▸ TRY IT
Collect every line of the records below that contains the word "IndexWatcher".

▸ DATASET

- Opening Delimiter -

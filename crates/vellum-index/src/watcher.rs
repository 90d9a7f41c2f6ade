//! Debounced file watcher that keeps the index in step with the working tree.

use std::collections::HashSet;
use std::path::PathBuf;
use std::sync::Arc;
use std::time::Duration;

use notify_debouncer_mini::{DebouncedEvent, DebouncedEventKind, new_debouncer};
use tokio::sync::mpsc;
use vellum_llm::EmbeddingProvider;

use crate::error::Result;
use crate::service::IndexService;
use crate::store::EmbeddingStore;
use crate::walker::FileFilter;

const DEBOUNCE: Duration = Duration::from_secs(1);

/// Re-indexes changed files and forgets removed ones until dropped.
pub struct IndexWatcher {
    handle: tokio::task::JoinHandle<()>,
}

impl IndexWatcher {
    /// Watch the service's root recursively.
    ///
    /// # Errors
    ///
    /// Returns an error if the filesystem watcher cannot be initialized.
    pub fn start<P, S>(service: Arc<IndexService<P, S>>) -> Result<Self>
    where
        P: EmbeddingProvider + 'static,
        S: EmbeddingStore + 'static,
    {
        let root = service.root().to_path_buf();
        let filter = FileFilter::new(&service.indexer_config().walk);
        let (notify_tx, mut notify_rx) = mpsc::channel::<PathBuf>(64);

        let event_root = root.clone();
        let mut debouncer = new_debouncer(
            DEBOUNCE,
            move |events: std::result::Result<Vec<DebouncedEvent>, notify::Error>| {
                let events = match events {
                    Ok(events) => events,
                    Err(e) => {
                        tracing::warn!("index watcher error: {e}");
                        return;
                    }
                };

                let paths: HashSet<PathBuf> = events
                    .into_iter()
                    .filter(|e| {
                        e.kind == DebouncedEventKind::Any
                            && filter.accepts_path(&event_root, &e.path)
                    })
                    .map(|e| e.path)
                    .collect();

                for path in paths {
                    if notify_tx.blocking_send(path).is_err() {
                        return;
                    }
                }
            },
        )?;

        debouncer
            .watcher()
            .watch(&root, notify::RecursiveMode::Recursive)?;
        tracing::info!(root = %root.display(), "watching for changes");

        let handle = tokio::spawn(async move {
            let _debouncer = debouncer;
            while let Some(path) = notify_rx.recv().await {
                match service.reindex_file(&path).await {
                    Ok(stats) => {
                        for error in &stats.errors {
                            tracing::debug!(path = %path.display(), "{error}");
                        }
                    }
                    Err(e) => tracing::warn!(path = %path.display(), "reindex failed: {e}"),
                }
            }
        });

        Ok(Self { handle })
    }

    /// Stop watching.
    pub fn stop(self) {
        self.handle.abort();
    }

    #[must_use]
    pub fn is_running(&self) -> bool {
        !self.handle.is_finished()
    }
}

impl Drop for IndexWatcher {
    fn drop(&mut self) {
        self.handle.abort();
    }
}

- Closing Delimiter -

▸ SOLUTION FOR THIS PROBLEM
pub struct IndexWatcher {
impl IndexWatcher {
impl Drop for IndexWatcher {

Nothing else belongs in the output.